Limitations and future directions

Several limitations need to be acknowledged. Although participants were screened for high levels of hoarding and many met the clinical cut-off based on the SI-R, HD was not formally diagnosed. Further research in a clinical sample is required for generalisation of our findings to the clinical HD population.

Although the IOAS has good internal consistency and concurrent validity (Nedelisky & Steele, 2009; Yap & Grisham, 2019), the measure has not been subjected to rigorous psychometric evaluation. Recently, David and Norberg (2022) developed and evaluated the Object Attachment Security Measure (OASM) and showed that it could distinguish secure and insecure object attachment reliably. Future research should use the OASM.

The use of an online sample in which we relied solely on self-report questionnaires is also a limitation. A lab study where actual objects are used to assess object attachment may have yielded different results. For example, when we asked participants about the novel object, we asked them to imagine that they were given a keychain rather than giving them a real keychain as was done in previous research (Grisham et al., 2009). Future research with real keychains and using an experience sampling method (where real-time ratings of loneliness and object attachment to a real keychain are collected) could provide further insights into the compensatory process.

Our study is also limited because the BSC intervention was modified and therefore not a fully-fledged loneliness intervention. Previous studies using the BSC program and other evidence-based online loneliness interventions show larger effects on loneliness with longer intervention and follow-up periods (Choi et al., 2012; Short et al., 2019). We also did not prompt participants to engage with or complete activities over the two weeks. Although the majority of individuals reported engaging in the tasks, a substantial proportion did not. Futhermore, we did not assess changes in social interaction at follow-up. Future research examining the effects of a social-based intervention on insecure object attachment and hoarding behaviors is warranted.

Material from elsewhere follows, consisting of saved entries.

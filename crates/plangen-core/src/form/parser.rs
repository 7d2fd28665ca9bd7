//! Form file parsing and completeness checks.

use std::path::{Path, PathBuf};

use thiserror::Error;

use super::toml_format::{
    ClassSection, ContextSection, ExemplarSection, FormToml, SignatoriesSection,
    StandardsSection, TopicsSection,
};
use super::{Attachment, DailyTopics, FormField, FormInput};

/// Errors that can occur while loading or checking a form.
#[derive(Debug, Error)]
pub enum FormParseError {
    #[error("failed to read form file {path:?}: {source}")]
    Read {
        path: PathBuf,
        source: std::io::Error,
    },

    #[error("TOML parse error: {0}")]
    TomlError(#[from] toml::de::Error),

    #[error("failed to serialize form: {0}")]
    Serialize(#[from] toml::ser::Error),

    #[error("failed to read exemplar {path:?}: {source}")]
    Exemplar {
        path: PathBuf,
        source: std::io::Error,
    },

    #[error("missing required fields: {}", .0.join(", "))]
    Incomplete(Vec<String>),
}

/// A parsed form plus the exemplar reference it was written with.
#[derive(Debug, Clone, PartialEq)]
pub struct FormFile {
    pub form: FormInput,
    pub exemplar: Option<ExemplarSection>,
}

/// Parse a form TOML string. The exemplar file, if any, is not read.
pub fn parse_form_toml(content: &str) -> Result<FormFile, FormParseError> {
    let raw: FormToml = toml::from_str(content)?;
    Ok(from_toml(raw))
}

/// Read a form file and load its exemplar relative to the file's directory.
pub fn load_form_file(path: &Path) -> Result<FormFile, FormParseError> {
    let content = std::fs::read_to_string(path).map_err(|e| FormParseError::Read {
        path: path.to_path_buf(),
        source: e,
    })?;
    let mut file = parse_form_toml(&content)?;

    if let Some(ex) = &file.exemplar {
        let base = path.parent().unwrap_or_else(|| Path::new("."));
        let ex_path = base.join(&ex.path);
        let mut attachment =
            Attachment::from_path(&ex_path).map_err(|e| FormParseError::Exemplar {
                path: ex_path.clone(),
                source: e,
            })?;
        if let Some(mime) = &ex.mime_type {
            attachment.mime_type = mime.clone();
        }
        tracing::debug!(path = %ex_path.display(), bytes = attachment.data.len(), "loaded exemplar");
        file.form.attach_exemplar(attachment);
    }

    Ok(file)
}

/// Serialize a form back to TOML. Attachment bytes are not written; the
/// exemplar path is kept as it was read.
pub fn render_form_toml(file: &FormFile) -> Result<String, FormParseError> {
    Ok(toml::to_string_pretty(&to_toml(file))?)
}

/// Fail with the list of blank required fields, if any.
pub fn validate_form(form: &FormInput) -> Result<(), FormParseError> {
    let missing = form.missing_required();
    if missing.is_empty() {
        Ok(())
    } else {
        Err(FormParseError::Incomplete(
            missing.into_iter().map(FormField::name).collect(),
        ))
    }
}

fn from_toml(raw: FormToml) -> FormFile {
    let FormToml {
        class,
        standards,
        topics,
        context,
        signatories,
        exemplar,
    } = raw;

    let form = FormInput {
        school: class.school,
        teacher: class.teacher,
        teacher_position: class.teacher_position,
        subject: class.subject,
        grade_level: class.grade_level,
        quarter: class.quarter,
        dates: class.dates,
        content_standard: standards.content,
        performance_standard: standards.performance,
        learning_competency: standards.competency,
        daily_topics: DailyTopics::new([
            topics.day1,
            topics.day2,
            topics.day3,
            topics.day4,
            topics.day5,
        ]),
        specific_needs: context.specific_needs,
        checker: signatories.checker,
        noter: signatories.noter,
        approver: signatories.approver,
        exemplar: None,
    };

    FormFile { form, exemplar }
}

fn to_toml(file: &FormFile) -> FormToml {
    let f = &file.form;
    let [day1, day2, day3, day4, day5] = super::Day::ALL.map(|d| f.daily_topics[d].clone());
    FormToml {
        class: ClassSection {
            school: f.school.clone(),
            teacher: f.teacher.clone(),
            teacher_position: f.teacher_position.clone(),
            subject: f.subject.clone(),
            grade_level: f.grade_level.clone(),
            quarter: f.quarter.clone(),
            dates: f.dates.clone(),
        },
        standards: StandardsSection {
            content: f.content_standard.clone(),
            performance: f.performance_standard.clone(),
            competency: f.learning_competency.clone(),
        },
        topics: TopicsSection {
            day1,
            day2,
            day3,
            day4,
            day5,
        },
        context: ContextSection {
            specific_needs: f.specific_needs.clone(),
        },
        signatories: SignatoriesSection {
            checker: f.checker.clone(),
            noter: f.noter.clone(),
            approver: f.approver.clone(),
        },
        exemplar: file.exemplar.clone(),
    }
}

While both groups had similar levels of depression and social anxiety at baseline, we did not ask about or control for other treatments that participants were engaging in during the two weeks which may have affected loneliness and object attachment.

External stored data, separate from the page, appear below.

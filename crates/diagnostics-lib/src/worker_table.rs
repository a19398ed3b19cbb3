//! Per-worker status table

use crate::models::WorkerRecord;
use serde::{Deserialize, Serialize};
use std::fmt;
use tabled::settings::{object::Columns, Alignment, Modify, Style};
use tabled::{Table, Tabled};

/// Row of the worker table
#[derive(Debug, Clone, PartialEq, Eq, Serialize, Deserialize, Tabled)]
pub struct WorkerRow {
    #[tabled(rename = "Workers")]
    pub address: String,
    #[tabled(rename = "Ncores")]
    pub ncores: u32,
    #[tabled(rename = "Bytes")]
    pub bytes: u64,
    /// Families with a nonzero count, ascending
    #[tabled(rename = "Processing", display_with = "display_families")]
    pub processing: Vec<String>,
}

fn display_families(families: &[String]) -> String {
    format!("[{}]", families.join(", "))
}

/// Rendered worker table, one row per worker in address order
#[derive(Debug, Clone, PartialEq, Eq, Serialize, Deserialize)]
pub struct WorkerTable {
    pub rows: Vec<WorkerRow>,
}

impl WorkerTable {
    pub fn render(records: &[WorkerRecord]) -> Self {
        let mut rows: Vec<WorkerRow> = records
            .iter()
            .map(|record| WorkerRow {
                address: record.address.clone(),
                ncores: record.ncores,
                bytes: record.bytes_stored,
                processing: record
                    .processing
                    .iter()
                    .filter(|(_, count)| **count > 0)
                    .map(|(family, _)| family.clone())
                    .collect(),
            })
            .collect();
        rows.sort_by(|a, b| a.address.cmp(&b.address));

        Self { rows }
    }
}

impl fmt::Display for WorkerTable {
    fn fmt(&self, f: &mut fmt::Formatter<'_>) -> fmt::Result {
        let table = Table::new(&self.rows)
            .with(Style::blank())
            .with(Modify::new(Columns::new(1..)).with(Alignment::right()))
            .to_string();
        f.write_str(&table)
    }
}

#[cfg(test)]
mod tests {
    use super::*;
    use std::collections::BTreeMap;

    fn record(address: &str, ncores: u32, bytes: u64, processing: &[(&str, u64)]) -> WorkerRecord {
        WorkerRecord {
            address: address.to_string(),
            ncores,
            bytes_stored: bytes,
            processing: processing
                .iter()
                .map(|(family, count)| (family.to_string(), *count))
                .collect::<BTreeMap<_, _>>(),
        }
    }

    #[test]
    fn test_rows_sorted_by_address() {
        let table = WorkerTable::render(&[
            record("192.168.1.107:44544", 4, 1000, &[("inc", 3), ("add", 1)]),
            record("192.168.1.107:36441", 4, 2000, &[("inc", 2)]),
            record("10.0.0.1:9000", 1, 0, &[]),
        ]);

        let addresses: Vec<_> = table.rows.iter().map(|row| row.address.as_str()).collect();
        assert_eq!(
            addresses,
            ["10.0.0.1:9000", "192.168.1.107:36441", "192.168.1.107:44544"]
        );
    }

    #[test]
    fn test_processing_is_sorted_family_names() {
        let table = WorkerTable::render(&[
            record("192.168.1.107:44544", 4, 1000, &[("inc", 3), ("add", 1), ("idle", 0)]),
            record("192.168.1.107:36441", 4, 2000, &[("inc", 2)]),
        ]);

        assert_eq!(table.rows[0].processing, ["inc"]);
        assert_eq!(table.rows[1].processing, ["add", "inc"]);
        assert_eq!(table.rows[1].bytes, 1000);
    }

    #[test]
    fn test_display() {
        let text = WorkerTable::render(&[
            record("192.168.1.107:44544", 4, 1000, &[("inc", 3), ("add", 1)]),
            record("192.168.1.107:36441", 4, 2000, &[("inc", 2)]),
        ])
        .to_string();

        let lines: Vec<_> = text.lines().collect();
        assert!(lines[0].contains("Workers"));
        assert!(lines[0].contains("Ncores"));
        assert!(lines[0].contains("Bytes"));
        assert!(lines[0].contains("Processing"));
        assert!(lines[1].contains("192.168.1.107:36441") && lines[1].contains("[inc]"));
        assert!(lines[2].contains("192.168.1.107:44544") && lines[2].contains("[add, inc]"));
    }

    #[test]
    fn test_empty_table_has_header_only() {
        let table = WorkerTable::render(&[]);
        assert!(table.rows.is_empty());
        assert_eq!(table.to_string().lines().count(), 1);
    }

    #[test]
    fn test_table_json_round_trip() {
        let table = WorkerTable::render(&[
            record("192.168.1.107:44544", 4, 1000, &[("inc", 3), ("add", 1)]),
            record("192.168.1.107:36441", 4, 2000, &[("inc", 2)]),
        ]);
        let json = serde_json::to_string(&table).unwrap();

        let parsed: WorkerTable = serde_json::from_str(&json).unwrap();
        assert_eq!(parsed, table);
        assert_eq!(parsed.to_string(), table.to_string());
    }
}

We also recognize that we have restricted the testing of the compensatory process by focusing on loneliness. There are other factors that can result in unmet relatedness needs, such as insecure intepersonal attachment and interpersonal conflict. Perhaps improving these factors could also improve insecure object attachment. Further research to examine the role of other interpersonal factors is warranted.

Conclusions

Our study is the first to show that reducing loneliness leads to lower object attachment for a novel item in a high hoarding sample and that change in loneliness is associated with change in insecure object attachment. These findings are consistent with attachment theory and provide further evidence of the compensatory process. Although this study is a test of the compensatory process rather than an evaluation of an intervention for HD, we could also view this as a proof-of-concept pilot study given that the results showed that improving loneliness using a brief online intervention works in people with high hoarding symptoms. As there are many benefits to reducing loneliness such as improvements in quality of life, lower depression, and better physical health (Leigh-Hunt et al., 2017), addressing loneliness should be a priority in HD interventions. Therefore, in line with a process-based approach, we recommend that clinicians should assess loneliness in HD clients and tailor interventions to explore adaptive ways of meeting relatedness needs (Hayes et al., 2022).